What is expected
Beneath this task are records; print exactly the stretch of them from the line with "use crate::config::HostingConfig;" through the line with "is already declared", both ends included.

[Stored data]
Start of Block

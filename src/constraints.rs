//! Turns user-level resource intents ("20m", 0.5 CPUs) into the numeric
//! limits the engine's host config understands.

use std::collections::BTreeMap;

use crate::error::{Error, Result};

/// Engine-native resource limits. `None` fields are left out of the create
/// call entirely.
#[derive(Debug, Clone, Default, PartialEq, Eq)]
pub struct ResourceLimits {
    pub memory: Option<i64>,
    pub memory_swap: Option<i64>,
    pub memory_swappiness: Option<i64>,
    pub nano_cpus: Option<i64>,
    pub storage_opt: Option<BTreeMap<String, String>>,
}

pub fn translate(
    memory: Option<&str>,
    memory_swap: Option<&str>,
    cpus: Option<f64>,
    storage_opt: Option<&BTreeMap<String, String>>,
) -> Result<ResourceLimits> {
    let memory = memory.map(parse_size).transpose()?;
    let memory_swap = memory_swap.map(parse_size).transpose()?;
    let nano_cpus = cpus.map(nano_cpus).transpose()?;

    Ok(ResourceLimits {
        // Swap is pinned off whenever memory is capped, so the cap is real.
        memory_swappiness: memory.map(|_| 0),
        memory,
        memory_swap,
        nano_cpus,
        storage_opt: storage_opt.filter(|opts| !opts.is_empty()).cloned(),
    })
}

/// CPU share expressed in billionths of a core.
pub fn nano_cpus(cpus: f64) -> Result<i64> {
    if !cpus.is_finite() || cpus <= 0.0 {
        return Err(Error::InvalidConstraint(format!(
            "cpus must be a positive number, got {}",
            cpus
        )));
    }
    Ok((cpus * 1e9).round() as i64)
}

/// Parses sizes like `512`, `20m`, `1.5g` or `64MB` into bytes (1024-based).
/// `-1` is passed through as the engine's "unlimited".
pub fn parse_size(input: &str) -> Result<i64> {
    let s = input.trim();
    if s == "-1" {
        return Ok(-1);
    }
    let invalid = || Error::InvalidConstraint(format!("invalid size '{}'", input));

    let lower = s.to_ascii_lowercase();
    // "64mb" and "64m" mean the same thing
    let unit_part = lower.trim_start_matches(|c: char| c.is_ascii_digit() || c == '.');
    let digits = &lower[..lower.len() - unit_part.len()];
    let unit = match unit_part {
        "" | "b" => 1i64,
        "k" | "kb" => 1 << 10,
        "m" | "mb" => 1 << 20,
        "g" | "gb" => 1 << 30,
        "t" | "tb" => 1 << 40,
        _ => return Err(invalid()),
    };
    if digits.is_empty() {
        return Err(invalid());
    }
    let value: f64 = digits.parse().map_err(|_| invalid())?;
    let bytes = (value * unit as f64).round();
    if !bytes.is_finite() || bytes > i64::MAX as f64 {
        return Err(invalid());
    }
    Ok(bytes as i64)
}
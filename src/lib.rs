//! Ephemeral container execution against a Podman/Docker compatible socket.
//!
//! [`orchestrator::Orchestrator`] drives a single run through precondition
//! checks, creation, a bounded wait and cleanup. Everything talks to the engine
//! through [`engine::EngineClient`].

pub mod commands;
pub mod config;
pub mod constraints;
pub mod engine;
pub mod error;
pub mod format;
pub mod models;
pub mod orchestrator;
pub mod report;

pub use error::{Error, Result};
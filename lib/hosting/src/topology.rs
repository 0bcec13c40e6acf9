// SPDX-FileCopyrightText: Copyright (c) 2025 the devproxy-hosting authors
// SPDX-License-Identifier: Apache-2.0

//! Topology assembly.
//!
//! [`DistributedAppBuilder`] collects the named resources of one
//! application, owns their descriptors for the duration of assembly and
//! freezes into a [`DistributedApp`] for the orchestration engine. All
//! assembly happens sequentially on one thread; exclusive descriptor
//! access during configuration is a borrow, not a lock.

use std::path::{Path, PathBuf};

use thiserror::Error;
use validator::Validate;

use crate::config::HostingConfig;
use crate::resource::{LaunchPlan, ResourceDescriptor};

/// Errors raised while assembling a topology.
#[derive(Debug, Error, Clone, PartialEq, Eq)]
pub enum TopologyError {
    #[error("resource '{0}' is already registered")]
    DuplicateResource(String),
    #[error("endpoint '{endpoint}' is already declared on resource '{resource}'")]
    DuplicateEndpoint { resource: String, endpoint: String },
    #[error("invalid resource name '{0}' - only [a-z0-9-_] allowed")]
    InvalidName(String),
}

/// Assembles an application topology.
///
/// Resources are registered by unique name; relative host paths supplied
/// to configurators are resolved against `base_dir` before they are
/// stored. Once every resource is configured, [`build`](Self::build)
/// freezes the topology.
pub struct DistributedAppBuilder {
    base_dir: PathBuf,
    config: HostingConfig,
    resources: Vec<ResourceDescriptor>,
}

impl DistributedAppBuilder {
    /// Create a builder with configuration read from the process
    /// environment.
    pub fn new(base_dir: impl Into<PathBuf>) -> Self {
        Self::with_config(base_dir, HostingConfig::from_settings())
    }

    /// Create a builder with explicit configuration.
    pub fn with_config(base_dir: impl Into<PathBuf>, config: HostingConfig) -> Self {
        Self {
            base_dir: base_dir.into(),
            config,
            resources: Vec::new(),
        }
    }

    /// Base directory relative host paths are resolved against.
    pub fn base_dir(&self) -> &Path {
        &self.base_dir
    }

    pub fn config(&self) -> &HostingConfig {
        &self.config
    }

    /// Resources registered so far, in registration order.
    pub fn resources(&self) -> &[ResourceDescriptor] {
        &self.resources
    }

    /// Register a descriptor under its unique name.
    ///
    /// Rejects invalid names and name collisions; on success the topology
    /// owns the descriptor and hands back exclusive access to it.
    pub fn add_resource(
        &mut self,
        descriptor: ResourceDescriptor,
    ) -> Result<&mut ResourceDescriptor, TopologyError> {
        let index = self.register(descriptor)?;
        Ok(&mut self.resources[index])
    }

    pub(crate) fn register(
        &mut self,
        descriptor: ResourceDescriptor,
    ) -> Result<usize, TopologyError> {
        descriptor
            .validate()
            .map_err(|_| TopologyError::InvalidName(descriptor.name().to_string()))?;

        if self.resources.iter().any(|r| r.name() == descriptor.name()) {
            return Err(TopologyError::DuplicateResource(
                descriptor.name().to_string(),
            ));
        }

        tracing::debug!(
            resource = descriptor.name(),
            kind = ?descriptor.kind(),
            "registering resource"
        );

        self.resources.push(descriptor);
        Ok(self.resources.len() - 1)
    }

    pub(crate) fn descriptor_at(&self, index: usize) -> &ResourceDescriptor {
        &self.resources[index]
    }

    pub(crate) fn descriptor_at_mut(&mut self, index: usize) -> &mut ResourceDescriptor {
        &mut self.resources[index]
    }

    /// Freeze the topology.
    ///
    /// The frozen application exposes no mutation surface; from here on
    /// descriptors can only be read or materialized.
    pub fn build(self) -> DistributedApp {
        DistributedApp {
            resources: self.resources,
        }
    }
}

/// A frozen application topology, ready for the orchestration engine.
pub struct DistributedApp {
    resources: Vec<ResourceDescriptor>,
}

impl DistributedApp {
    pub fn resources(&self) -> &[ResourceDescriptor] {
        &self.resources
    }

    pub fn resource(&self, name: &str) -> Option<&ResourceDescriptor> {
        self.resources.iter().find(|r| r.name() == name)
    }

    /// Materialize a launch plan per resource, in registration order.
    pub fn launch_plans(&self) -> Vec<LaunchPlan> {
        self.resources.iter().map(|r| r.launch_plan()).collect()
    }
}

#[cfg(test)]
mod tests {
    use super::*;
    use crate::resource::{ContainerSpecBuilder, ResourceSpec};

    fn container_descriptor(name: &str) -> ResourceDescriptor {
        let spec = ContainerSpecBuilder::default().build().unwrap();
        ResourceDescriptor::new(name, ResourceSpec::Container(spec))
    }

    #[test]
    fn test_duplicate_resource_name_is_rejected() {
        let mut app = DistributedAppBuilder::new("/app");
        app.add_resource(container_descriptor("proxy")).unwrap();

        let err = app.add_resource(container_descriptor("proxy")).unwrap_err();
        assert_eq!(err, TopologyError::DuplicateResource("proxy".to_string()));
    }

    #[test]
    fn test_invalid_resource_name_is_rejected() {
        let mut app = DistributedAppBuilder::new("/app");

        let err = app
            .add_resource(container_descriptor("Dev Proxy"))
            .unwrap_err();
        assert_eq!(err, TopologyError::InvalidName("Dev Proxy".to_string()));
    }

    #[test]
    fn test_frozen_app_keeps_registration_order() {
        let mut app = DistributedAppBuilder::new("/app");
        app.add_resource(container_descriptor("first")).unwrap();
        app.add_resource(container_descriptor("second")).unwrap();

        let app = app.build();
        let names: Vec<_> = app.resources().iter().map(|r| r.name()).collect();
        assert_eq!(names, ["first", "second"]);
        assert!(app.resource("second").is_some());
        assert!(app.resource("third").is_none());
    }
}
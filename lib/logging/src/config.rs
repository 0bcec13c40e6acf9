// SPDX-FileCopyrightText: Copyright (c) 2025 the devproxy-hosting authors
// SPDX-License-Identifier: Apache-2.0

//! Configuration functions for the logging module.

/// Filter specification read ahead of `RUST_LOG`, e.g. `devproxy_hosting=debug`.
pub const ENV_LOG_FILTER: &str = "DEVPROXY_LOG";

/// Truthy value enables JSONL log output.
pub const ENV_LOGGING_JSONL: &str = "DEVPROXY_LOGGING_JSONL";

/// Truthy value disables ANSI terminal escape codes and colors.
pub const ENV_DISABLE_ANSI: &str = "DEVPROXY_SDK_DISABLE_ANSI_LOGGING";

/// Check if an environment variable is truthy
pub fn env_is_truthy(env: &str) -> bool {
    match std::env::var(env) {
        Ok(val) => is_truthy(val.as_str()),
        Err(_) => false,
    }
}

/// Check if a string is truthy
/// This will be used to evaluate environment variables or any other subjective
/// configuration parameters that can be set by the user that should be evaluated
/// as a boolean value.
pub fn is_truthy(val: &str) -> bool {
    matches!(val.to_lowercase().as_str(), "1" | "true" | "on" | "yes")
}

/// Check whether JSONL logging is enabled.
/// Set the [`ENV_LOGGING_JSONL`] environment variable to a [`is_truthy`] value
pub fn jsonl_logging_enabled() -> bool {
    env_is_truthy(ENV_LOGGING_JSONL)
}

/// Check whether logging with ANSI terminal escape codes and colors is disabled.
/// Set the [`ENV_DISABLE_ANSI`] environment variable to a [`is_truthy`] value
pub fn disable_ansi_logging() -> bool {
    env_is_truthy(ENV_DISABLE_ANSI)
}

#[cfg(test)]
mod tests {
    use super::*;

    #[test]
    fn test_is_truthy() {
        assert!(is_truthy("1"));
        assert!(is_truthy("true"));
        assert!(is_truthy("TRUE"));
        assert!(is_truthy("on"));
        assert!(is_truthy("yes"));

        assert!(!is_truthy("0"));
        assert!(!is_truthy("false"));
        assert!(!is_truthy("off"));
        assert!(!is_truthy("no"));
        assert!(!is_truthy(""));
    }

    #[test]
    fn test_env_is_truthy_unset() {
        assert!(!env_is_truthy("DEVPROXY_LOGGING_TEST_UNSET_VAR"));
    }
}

End of Block

Problem solution
use crate::config::HostingConfig;
use crate::resource::{LaunchPlan, ResourceDescriptor};

/// Errors raised while assembling a topology.
#[derive(Debug, Error, Clone, PartialEq, Eq)]
pub enum TopologyError {
    #[error("resource '{0}' is already registered")]
    DuplicateResource(String),
    #[error("endpoint '{endpoint}' is already declared on resource '{resource}'")]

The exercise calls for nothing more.